What burst factor measures

Burst factor is derived from the burst strength test (commonly Mullen burst in many markets). The test applies increasing pressure to a clamped sample until the sheet fails. BF normalises burst strength relative to basis weight so you can compare papers of different GSM on a more level basis.

On Indian mill test reports you will often see BF listed alongside GSM, moisture, and sometimes ring crush (RCT). Treat BF as one variable in a system—not the only measure of “good paper.”

Why BF matters for corrugated buyers

Higher BF generally supports stronger board combinations: you may achieve target compression strength at a lower GSM, or improve stacking performance for warehouse and export lanes. Conversely, overspecifying BF adds fibre cost without benefit if your box design already exceeds customer requirements.

Common pitfalls include:

  • Specifying high BF on medium only, while liner grade is too light for the load
  • Ignoring moisture content at the corrugator (wet paper behaves weaker than lab-tested reels)
  • Comparing BF across mills without aligning GSM, shade, and test method

Typical BF ranges in packaging programmes

Programme buyers for agri-produce, tiles, beverages, and general industrial cartons often work in roughly these bands (confirm with your structural designer):

  • 12–14 BF: lighter mediums, cost-sensitive inner packs, some single-wall applications
  • 14–16 BF: workhorse grades for medium and lighter liners
  • 16–18 BF: heavier mediums, export lanes, higher stacking
  • 18–20 BF: demanding combinations where mill and converter discipline must be high

Nexa Papers manufactures craft paper from 12 BF to 20 BF within 90–180 GSM, in natural and golden shades, from Morbi.

BF and GSM work together

Two sheets with the same BF but different GSM will not perform identically on the corrugator or in the finished box. When trialling a new supplier, run parallel tests at your target GSM rather than accepting BF alone from a certificate.

For guidance on basis weight selection, read choosing GSM for corrugated applications. For how BF relates to ring crush, see burst factor vs ring crush test.

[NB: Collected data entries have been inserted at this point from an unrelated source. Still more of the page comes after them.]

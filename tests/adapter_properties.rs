//! Property-based tests for caller adapters
//!
//! Breakend geometry per variant kind, strand algebra, mate-pair
//! resolution and metadata remapping.

use proptest::prelude::*;
use sv_concord::adapter::orientation_strands;
use sv_concord::core::{InfoValue, SourceTool, Strand, SvError};
use sv_concord::formats::VcfRecord;
use sv_concord::CallerAdapter;

/// Generate a chromosome name
fn arb_chrom() -> impl Strategy<Value = String> {
    prop_oneof![
        (1u8..=22).prop_map(|n| format!("chr{}", n)),
        Just("chrX".to_string()),
    ]
}

fn arb_adapter() -> impl Strategy<Value = CallerAdapter> {
    prop_oneof![Just(CallerAdapter::Lumpy), Just(CallerAdapter::Longranger)]
}

/// Generate a (POS, END) pair with POS >= 2
fn arb_span() -> impl Strategy<Value = (u64, u64)> {
    (2u64..10_000_000, 1u64..100_000).prop_map(|(pos, len)| (pos, pos + len))
}

fn parse(line: &str) -> VcfRecord {
    VcfRecord::parse(line, 1).unwrap()
}

proptest! {
    #![proptest_config(ProptestConfig::with_cases(100))]

    /// Deletions join POS to END on the plus strand
    #[test]
    fn prop_deletion_geometry(chrom in arb_chrom(), (pos, end) in arb_span(), adapter in arb_adapter()) {
        let r = parse(&format!("{}\t{}\td\tN\t<DEL>\t.\tPASS\tSVTYPE=DEL;END={}", chrom, pos, end));
        let out = adapter.to_breakends(&r).unwrap();
        prop_assert_eq!(out.len(), 1);
        let b = &out[0];
        prop_assert_eq!(&b.chrom_5p, &chrom);
        prop_assert_eq!(&b.chrom_3p, &chrom);
        prop_assert_eq!((b.bkpos_5p, b.bkpos_3p), (pos, end));
        prop_assert_eq!((b.strand_5p, b.strand_3p), (Strand::Plus, Strand::Plus));
        prop_assert_eq!(b.source_tool, adapter.tool());
    }

    /// Duplications, tandem or not, swap the breakend order
    #[test]
    fn prop_duplication_geometry(
        chrom in arb_chrom(),
        (pos, end) in arb_span(),
        tandem in any::<bool>(),
        adapter in arb_adapter(),
    ) {
        let svtype = if tandem { "DUP:TANDEM" } else { "DUP" };
        let r = parse(&format!("{}\t{}\td\tN\t<{}>\t.\tPASS\tSVTYPE={};END={}", chrom, pos, svtype, svtype, end));
        let b = &adapter.to_breakends(&r).unwrap()[0];
        prop_assert_eq!((b.bkpos_5p, b.bkpos_3p), (end, pos));
        prop_assert_eq!((b.strand_5p, b.strand_3p), (Strand::Plus, Strand::Plus));
    }

    /// Inversions always yield two junctions around the inverted segment
    #[test]
    fn prop_inversion_decomposition(chrom in arb_chrom(), (pos, end) in arb_span(), adapter in arb_adapter()) {
        let r = parse(&format!("{}\t{}\tinv\tN\t<INV>\t.\tPASS\tSVTYPE=INV;END={};MATEID=x", chrom, pos, end));
        let out = adapter.to_breakends(&r).unwrap();
        prop_assert_eq!(out.len(), 2);
        prop_assert_eq!((out[0].bkpos_5p, out[0].bkpos_3p), (pos - 1, end));
        prop_assert_eq!((out[0].strand_5p, out[0].strand_3p), (Strand::Plus, Strand::Minus));
        prop_assert_eq!((out[1].bkpos_5p, out[1].bkpos_3p), (pos, end + 1));
        prop_assert_eq!((out[1].strand_5p, out[1].strand_3p), (Strand::Minus, Strand::Plus));
        prop_assert_eq!(&out[0].id, "inv.1_1");
        prop_assert_eq!(&out[1].id, "inv.2_1");
        for b in &out {
            prop_assert_eq!(b.meta_info.get("MATEID"), Some(&InfoValue::Null));
        }
    }

    /// Strand pairs depend only on the two orientation flags
    #[test]
    fn prop_orientation_strands(local in any::<bool>(), remote in any::<bool>()) {
        let (s5, s3) = orientation_strands(local, remote);
        if local == remote {
            prop_assert_eq!(s5.complement(), s3);
            prop_assert_eq!(s5 == Strand::Minus, local);
        } else {
            prop_assert_eq!((s5, s3), (Strand::Plus, Strand::Plus));
        }
    }

    /// Every canonical record carries GT and TOOL and none of the tags the
    /// canonical fields replace
    #[test]
    fn prop_meta_remap(
        (pos, end) in arb_span(),
        pe in 0u32..100,
        sr in 0u32..100,
        adapter in arb_adapter(),
    ) {
        let line = format!(
            "chr1\t{}\tx\tN\t<DEL>\t.\tPASS\tSVTYPE=DEL;END={};PE={};SR={};PAIRS={};SPLIT={};STRANDS=+-:4\tGT\t0/1",
            pos, end, pe, sr, pe, sr
        );
        let b = &adapter.to_breakends(&parse(&line)).unwrap()[0];
        prop_assert_eq!(b.meta_info.get("GT"), Some(&InfoValue::Text("0/1".to_string())));
        prop_assert_eq!(
            b.meta_info.get("TOOL"),
            Some(&InfoValue::Text(adapter.tool().label().to_string()))
        );
        prop_assert!(b.meta_info.get("END").is_none());
        prop_assert_eq!(b.span_reads, Some(pe));
        prop_assert_eq!(b.junc_reads, Some(sr));
        match adapter.tool() {
            SourceTool::Lumpy => {
                prop_assert!(b.meta_info.get("PE").is_none());
                prop_assert!(b.meta_info.get("STRANDS").is_none());
                prop_assert!(b.meta_info.get("PAIRS").is_some());
            }
            SourceTool::Longranger => {
                prop_assert!(b.meta_info.get("PAIRS").is_none());
                prop_assert!(b.meta_info.get("PE").is_some());
            }
        }
    }

    /// Mate lines resolve independently but describe the same two endpoints
    #[test]
    fn prop_mate_pairs_share_endpoints(
        p1 in 1u64..1_000_000,
        p2 in 1u64..1_000_000,
        pattern in 0usize..3,
    ) {
        let (alt1, alt2) = match pattern {
            0 => (format!("T[chr9:{}[", p2), format!("]chr4:{}]A", p1)),
            1 => (format!("T]chr9:{}]", p2), format!("A]chr4:{}]", p1)),
            _ => (format!("[chr9:{}[T", p2), format!("[chr4:{}[A", p1)),
        };
        let r1 = parse(&format!("chr4\t{}\tm1\tT\t{}\t.\tPASS\tSVTYPE=BND;MATEID=m2", p1, alt1));
        let r2 = parse(&format!("chr9\t{}\tm2\tA\t{}\t.\tPASS\tSVTYPE=BND;MATEID=m1", p2, alt2));
        let b1 = &CallerAdapter::Lumpy.to_breakends(&r1).unwrap()[0];
        let b2 = &CallerAdapter::Lumpy.to_breakends(&r2).unwrap()[0];

        let ends = |b: &sv_concord::CanonicalBreakend| {
            ((b.chrom_5p.clone(), b.bkpos_5p), (b.chrom_3p.clone(), b.bkpos_3p))
        };
        let (e1_5, e1_3) = ends(b1);
        let (e2_5, e2_3) = ends(b2);
        if pattern == 0 {
            prop_assert_eq!((&e1_5, &e1_3), (&e2_5, &e2_3));
        } else {
            prop_assert_eq!((&e1_5, &e1_3), (&e2_3, &e2_5));
            prop_assert_eq!((b1.strand_5p, b1.strand_3p), (b2.strand_5p, b2.strand_3p));
        }
    }
}

#[test]
fn test_mirrored_mates_from_vcf_example() {
    let w = parse("chr2\t321681\tbnd_W\tG\tG]chr17:198982]\t6\tPASS\tSVTYPE=BND;MATEID=bnd_Y");
    let y = parse("chr17\t198982\tbnd_Y\tA\tA]chr2:321681]\t6\tPASS\tSVTYPE=BND;MATEID=bnd_W");
    let bw = &CallerAdapter::Lumpy.to_breakends(&w).unwrap()[0];
    let by = &CallerAdapter::Lumpy.to_breakends(&y).unwrap()[0];

    assert_eq!((bw.chrom_5p.as_str(), bw.bkpos_5p), ("chr17", 198982));
    assert_eq!((bw.chrom_3p.as_str(), bw.bkpos_3p), ("chr2", 321681));
    assert_eq!((by.chrom_5p.as_str(), by.bkpos_5p), ("chr2", 321681));
    assert_eq!((by.chrom_3p.as_str(), by.bkpos_3p), ("chr17", 198982));
    assert_eq!((bw.strand_5p, bw.strand_3p), (Strand::Plus, Strand::Minus));
}

#[test]
fn test_malformed_end_reports_locus() {
    let r = VcfRecord::parse("chr1\t100\tbad_end\tN\t<DEL>\t.\t.\tSVTYPE=DEL;END=1e3", 42).unwrap();
    let err = CallerAdapter::Lumpy.to_breakends(&r).unwrap_err();
    assert!(matches!(err, SvError::Parse { .. }));
    assert!(err.to_string().starts_with("record bad_end (chr1:100, line 42)"));
}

How we confirm BF at Nexa Papers

Quality records are maintained per production run. Before placing a programme order, share your:

  • Target BF band and acceptable tolerance
  • GSM and shade (natural or golden)
  • Flute type (A, B, C, E, etc.) and whether the grade is medium or liner

Our operations team will confirm available grades and suggest trial reel sizes. Call operations or use the contact page for specification sheets.

Conclusion

BF is a practical shorthand for paper toughness, but successful packaging programmes balance BF, GSM, moisture control, and board design. Use BF to shortlist grades, then validate on your corrugator with real loads and transit conditions.